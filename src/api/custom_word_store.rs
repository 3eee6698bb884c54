use serde::{Deserialize, Serialize};
use serde_json::json;

use crate::api::http::HttpClient;
use crate::store::custom_vocab::CustomWord;
use crate::vocab::Word;

const LIST_PATH: &str = "/api/customWordCategory/list";
const CREATE_PATH: &str = "/api/customWordCategory/create";
const DELETE_PATH: &str = "/api/customWordCategory/delete";
const ADD_WORDS_PATH: &str = "/api/customWords/add";

#[derive(Clone, Debug, PartialEq, Serialize, Deserialize)]
#[serde(rename_all = "camelCase")]
pub struct CustomCategory {
    pub id: i64,
    pub name: String,
    #[serde(default)]
    pub emoji: String,
    #[serde(default)]
    pub words: Vec<Word>,
}

/// Server-side custom word categories.
pub struct CustomWordStore {
    client: HttpClient,
    categories: Option<Vec<CustomCategory>>,
}

impl CustomWordStore {
    pub fn new(client: HttpClient) -> Self {
        Self {
            client,
            categories: None,
        }
    }

    pub fn categories(&mut self) -> &[CustomCategory] {
        if self.categories.is_none() {
            let response = self.client.post(LIST_PATH, &json!({}));
            if response.is_success() {
                self.categories = response.data_as::<Vec<CustomCategory>>();
            }
        }
        self.categories.as_deref().unwrap_or(&[])
    }

    pub fn create(&mut self, name: &str, emoji: &str) -> Option<CustomCategory> {
        let name = name.trim();
        if name.is_empty() {
            return None;
        }
        let response = self
            .client
            .post(CREATE_PATH, &json!({ "name": name, "emoji": emoji }));
        if !response.is_success() {
            return None;
        }
        let created = response.data_as::<CustomCategory>()?;
        if let Some(categories) = self.categories.as_mut() {
            categories.push(created.clone());
        }
        Some(created)
    }

    pub fn delete(&mut self, id: i64) -> bool {
        let response = self.client.post(DELETE_PATH, &json!({ "id": id }));
        if !response.is_success() {
            return false;
        }
        if let Some(categories) = self.categories.as_mut() {
            categories.retain(|c| c.id != id);
        }
        true
    }

    /// Upload words into a category. The words echoed back by the server are
    /// appended to the cached category.
    pub fn add_words(&mut self, category_id: i64, words: &[CustomWord]) -> bool {
        let payload: Vec<serde_json::Value> = words
            .iter()
            .map(|w| {
                json!({
                    "word": w.word,
                    "meaning": w.meaning,
                    "example": w.example,
                    "exampleCn": w.example_cn,
                })
            })
            .collect();
        let response = self.client.post(
            ADD_WORDS_PATH,
            &json!({ "categoryId": category_id, "words": payload }),
        );
        if !response.is_success() {
            return false;
        }
        let saved = response.data_as::<Vec<Word>>().unwrap_or_default();
        if let Some(category) = self
            .categories
            .as_mut()
            .and_then(|cs| cs.iter_mut().find(|c| c.id == category_id))
        {
            category.words.extend(saved);
        }
        true
    }
}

What the task asks — From the listing above, extract every line exactly as it stands.

Expected answer —
filename src/api/custom_word_store.rs
repository 3eee6698bb884c54
use serde::{Deserialize, Serialize};
use serde_json::json;

use crate::api::http::HttpClient;
use crate::store::custom_vocab::CustomWord;
use crate::vocab::Word;

const LIST_PATH: &str = "/api/customWordCategory/list";
const CREATE_PATH: &str = "/api/customWordCategory/create";
const DELETE_PATH: &str = "/api/customWordCategory/delete";
const ADD_WORDS_PATH: &str = "/api/customWords/add";

#[derive(Clone, Debug, PartialEq, Serialize, Deserialize)]
#[serde(rename_all = "camelCase")]
pub struct CustomCategory {
    pub id: i64,
    pub name: String,
    #[serde(default)]
    pub emoji: String,
    #[serde(default)]
    pub words: Vec<Word>,
}

/// Server-side custom word categories.
pub struct CustomWordStore {
    client: HttpClient,
    categories: Option<Vec<CustomCategory>>,
}

impl CustomWordStore {
    pub fn new(client: HttpClient) -> Self {
        Self {
            client,
            categories: None,
        }
    }

    pub fn categories(&mut self) -> &[CustomCategory] {
        if self.categories.is_none() {
            let response = self.client.post(LIST_PATH, &json!({}));
            if response.is_success() {
                self.categories = response.data_as::<Vec<CustomCategory>>();
            }
        }
        self.categories.as_deref().unwrap_or(&[])
    }

    pub fn create(&mut self, name: &str, emoji: &str) -> Option<CustomCategory> {
        let name = name.trim();
        if name.is_empty() {
            return None;
        }
        let response = self
            .client
            .post(CREATE_PATH, &json!({ "name": name, "emoji": emoji }));
        if !response.is_success() {
            return None;
        }
        let created = response.data_as::<CustomCategory>()?;
        if let Some(categories) = self.categories.as_mut() {
            categories.push(created.clone());
        }
        Some(created)
    }

    pub fn delete(&mut self, id: i64) -> bool {
        let response = self.client.post(DELETE_PATH, &json!({ "id": id }));
        if !response.is_success() {
            return false;
        }
        if let Some(categories) = self.categories.as_mut() {
            categories.retain(|c| c.id != id);
        }
        true
    }

    /// Upload words into a category. The words echoed back by the server are
    /// appended to the cached category.
    pub fn add_words(&mut self, category_id: i64, words: &[CustomWord]) -> bool {
        let payload: Vec<serde_json::Value> = words
            .iter()
            .map(|w| {
                json!({
                    "word": w.word,
                    "meaning": w.meaning,
                    "example": w.example,
                    "exampleCn": w.example_cn,
                })
            })
            .collect();
        let response = self.client.post(
            ADD_WORDS_PATH,
            &json!({ "categoryId": category_id, "words": payload }),
        );
        if !response.is_success() {
            return false;
        }
        let saved = response.data_as::<Vec<Word>>().unwrap_or_default();
        if let Some(category) = self
            .categories
            .as_mut()
            .and_then(|cs| cs.iter_mut().find(|c| c.id == category_id))
        {
            category.words.extend(saved);
        }
        true
    }
}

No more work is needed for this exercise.